Early on in their work together, Dan came to value Len as a friend and mentor.
“I began to have coffee with him once a week for a number of years,” says Dan. “It was amazing to spend an hour with Len because he was such a wonderful person, so worldly and wise. He was always willing to share his knowledge.”
Dan appreciated Len’s quiet way of managing conflict. “I don’t think I ever saw him raise his voice,” Dan says, “but he was always able to untangle the most complex and difficult situations without (needing to)… and everybody walked away saying, ‘How did he do that?’”
He was also incredibly generous with his time, enjoying growing and mentoring others. Dan was one of many who counted on his wise counsel.
Len had a way of asking questions that cut through the noise. Dan recalls, “Whenever I saw him—as late as a month or two before died—he always asked me, ‘Are you having any impact?’ It’s a very thoughtful question, because you can give a lot of money away and do good things, but is it really impacting what you want to do?”

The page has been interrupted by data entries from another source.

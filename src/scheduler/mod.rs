/*!
 * Scheduler Module
 * Interchangeable dispatch policies behind one trait
 */

mod entry;
pub mod fcfs;
pub mod priority;
pub mod round_robin;
pub mod sjf;
pub mod traits;
pub mod types;

// Re-export public API
pub use fcfs::FcfsScheduler;
pub use priority::PriorityScheduler;
pub use round_robin::RoundRobinScheduler;
pub use sjf::SjfScheduler;
pub use traits::Scheduler;
pub use types::{Algorithm, AlgorithmKind, TimeQuantum, DEFAULT_QUANTUM};

/// Construct the policy for an algorithm selection
pub fn build(algorithm: Algorithm) -> Box<dyn Scheduler> {
    match algorithm {
        Algorithm::Fcfs => Box::new(FcfsScheduler::new()),
        Algorithm::Sjf => Box::new(SjfScheduler::new()),
        Algorithm::Priority { preemptive } => Box::new(PriorityScheduler::new(preemptive)),
        Algorithm::RoundRobin { quantum } => Box::new(RoundRobinScheduler::new(quantum)),
    }
}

Currently Dan is board chair of the Fairbanks Foundation, whose mission is to advance the vitality of Indianapolis and the well-being of its people. “It can be hard to measure the impact,” Dan says. “But he always asked the question, and it made me step back and ask, ‘Why are we doing what we’re doing?’”
Dan serves alongside Claire Fiddian-Greene, President and CEO of Fairbanks, who took over from Len when he retired from that position. “We both have Len on a pedestal,” he admits, referring to her moving tribute in the Indianapolis Business Journal.

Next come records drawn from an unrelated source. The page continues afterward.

/*!
 * Simulation Configuration
 * Defaults, environment layer and command-line overrides
 */

use crate::core::errors::{ConfigError, ConfigResult};
use crate::core::types::Tick;
use crate::scheduler::{Algorithm, AlgorithmKind, TimeQuantum};
use serde::{Deserialize, Serialize};

pub const ENV_ALGORITHM: &str = "SCHED_SIM_ALGORITHM";
pub const ENV_QUANTUM: &str = "SCHED_SIM_QUANTUM";
pub const ENV_PREEMPTIVE: &str = "SCHED_SIM_PREEMPTIVE";
pub const ENV_CONTEXT_SWITCH: &str = "SCHED_SIM_CONTEXT_SWITCH";

/// Everything needed to construct a simulator
#[derive(Debug, Clone, Copy, PartialEq, Eq, Default, Serialize, Deserialize)]
pub struct SimConfig {
    pub algorithm: Algorithm,
    /// Ticks charged per context switch
    #[serde(default)]
    pub context_switch_overhead: Tick,
}

/// Optional values that replace parts of a configuration
///
/// Layers are kept raw until resolved, so a quantum set in the environment
/// still applies when the command line switches to round-robin.
#[derive(Debug, Clone, Default, PartialEq, Eq)]
pub struct Overrides {
    pub algorithm: Option<String>,
    pub quantum: Option<i64>,
    pub preemptive: Option<bool>,
    pub context_switch_overhead: Option<Tick>,
}

impl Overrides {
    /// Values from the `SCHED_SIM_*` environment variables
    pub fn from_env() -> ConfigResult<Self> {
        Self::from_lookup(|key| std::env::var(key).ok())
    }

    /// Values from whatever `lookup` returns per variable
    pub fn from_lookup<F>(lookup: F) -> ConfigResult<Self>
    where
        F: Fn(&str) -> Option<String>,
    {
        Ok(Self {
            algorithm: lookup(ENV_ALGORITHM),
            quantum: lookup(ENV_QUANTUM)
                .map(|v| parse_value(ENV_QUANTUM, &v))
                .transpose()?,
            preemptive: lookup(ENV_PREEMPTIVE)
                .map(|v| parse_bool(ENV_PREEMPTIVE, &v))
                .transpose()?,
            context_switch_overhead: lookup(ENV_CONTEXT_SWITCH)
                .map(|v| parse_value(ENV_CONTEXT_SWITCH, &v))
                .transpose()?,
        })
    }

    /// Layer `later` on top; every field it sets wins
    pub fn merge(self, later: Overrides) -> Self {
        Self {
            algorithm: later.algorithm.or(self.algorithm),
            quantum: later.quantum.or(self.quantum),
            preemptive: later.preemptive.or(self.preemptive),
            context_switch_overhead: later
                .context_switch_overhead
                .or(self.context_switch_overhead),
        }
    }

    /// Defaults with these values applied
    pub fn resolve(self) -> ConfigResult<SimConfig> {
        SimConfig::default().apply(self)
    }

    /// One configuration per algorithm family, sharing every other value
    pub fn all_algorithms(&self) -> ConfigResult<Vec<SimConfig>> {
        AlgorithmKind::ALL
            .iter()
            .map(|kind| {
                Overrides {
                    algorithm: Some(kind.as_str().to_string()),
                    ..self.clone()
                }
                .resolve()
            })
            .collect()
    }
}

impl SimConfig {
    pub fn new(algorithm: Algorithm, context_switch_overhead: Tick) -> Self {
        Self {
            algorithm,
            context_switch_overhead,
        }
    }

    /// Replace whatever the overrides set, re-validating the algorithm
    ///
    /// A supplied quantum is validated even when round-robin is not selected.
    pub fn apply(self, overrides: Overrides) -> ConfigResult<Self> {
        let kind = match overrides.algorithm.as_deref() {
            Some(name) => name.parse::<AlgorithmKind>()?,
            None => self.algorithm.kind(),
        };

        let quantum = match overrides.quantum {
            Some(ticks) => TimeQuantum::new(ticks)?,
            None => self.quantum().unwrap_or_default(),
        };
        let preemptive = overrides
            .preemptive
            .unwrap_or_else(|| self.preemptive().unwrap_or(true));

        Ok(Self {
            algorithm: Algorithm::from_kind(kind, quantum, preemptive),
            context_switch_overhead: overrides
                .context_switch_overhead
                .unwrap_or(self.context_switch_overhead),
        })
    }

    /// Round-robin quantum, if round-robin is selected
    pub fn quantum(&self) -> Option<TimeQuantum> {
        match self.algorithm {
            Algorithm::RoundRobin { quantum } => Some(quantum),
            _ => None,
        }
    }

    /// Preemption mode, if priority scheduling is selected
    pub fn preemptive(&self) -> Option<bool> {
        match self.algorithm {
            Algorithm::Priority { preemptive } => Some(preemptive),
            _ => None,
        }
    }
}

fn parse_value<T: std::str::FromStr>(key: &str, value: &str) -> ConfigResult<T> {
    value.trim().parse().map_err(|_| ConfigError::InvalidValue {
        key: key.to_string(),
        value: value.to_string(),
    })
}

fn parse_bool(key: &str, value: &str) -> ConfigResult<bool> {
    match value.trim().to_lowercase().as_str() {
        "1" | "true" | "yes" | "on" => Ok(true),
        "0" | "false" | "no" | "off" => Ok(false),
        _ => Err(ConfigError::InvalidValue {
            key: key.to_string(),
            value: value.to_string(),
        }),
    }
}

Asked about the origins of Len’s philanthropy and service, Dan says, “I don’t really know where it came from. I can only imagine it came from his humble upbringing and being one of the few in his family to attend an Ivy League school…I think that he was in that camp that believed that for those who are successful, the responsibility to give back is even greater.”
Dan suspects that Len’s generosity was farther reaching than anyone knew. He says, “I would guess that the things that I know about are really just the tip of iceberg in terms of who he’s helped and organizations he assisted, because he was so quiet about it.”

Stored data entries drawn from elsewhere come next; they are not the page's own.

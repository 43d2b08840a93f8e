/*!
 * Core Module
 * Fundamental simulator types and error handling
 */

pub mod errors;
pub mod types;

// Re-export for convenience
pub use errors::*;
pub use types::*;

But on the question of impact, one thing is clear: “He had a great impact with his gift to the land trust,” Dan notes. In 2021, the Betley Family donated $1 million toward the restoration and protection of our Hills of Gold Conservation Area. An endowment specifically for this Johnson County region continues to save more critical habitat.
Dan and his wife enjoyed traveling in Europe with Len and Katie, benefiting from the older man’s passion for history. Len was incredibly well-read, with deep knowledge of World War II history, among other things. “It was like traveling with an encyclopedia,” Dan recalls.
But Len wasn’t a stuffed shirt by any means. He was a great conversationalist and very funny. “He had a very subtle, dry, witty sense of humor—and he loved bourbon,” Dan says.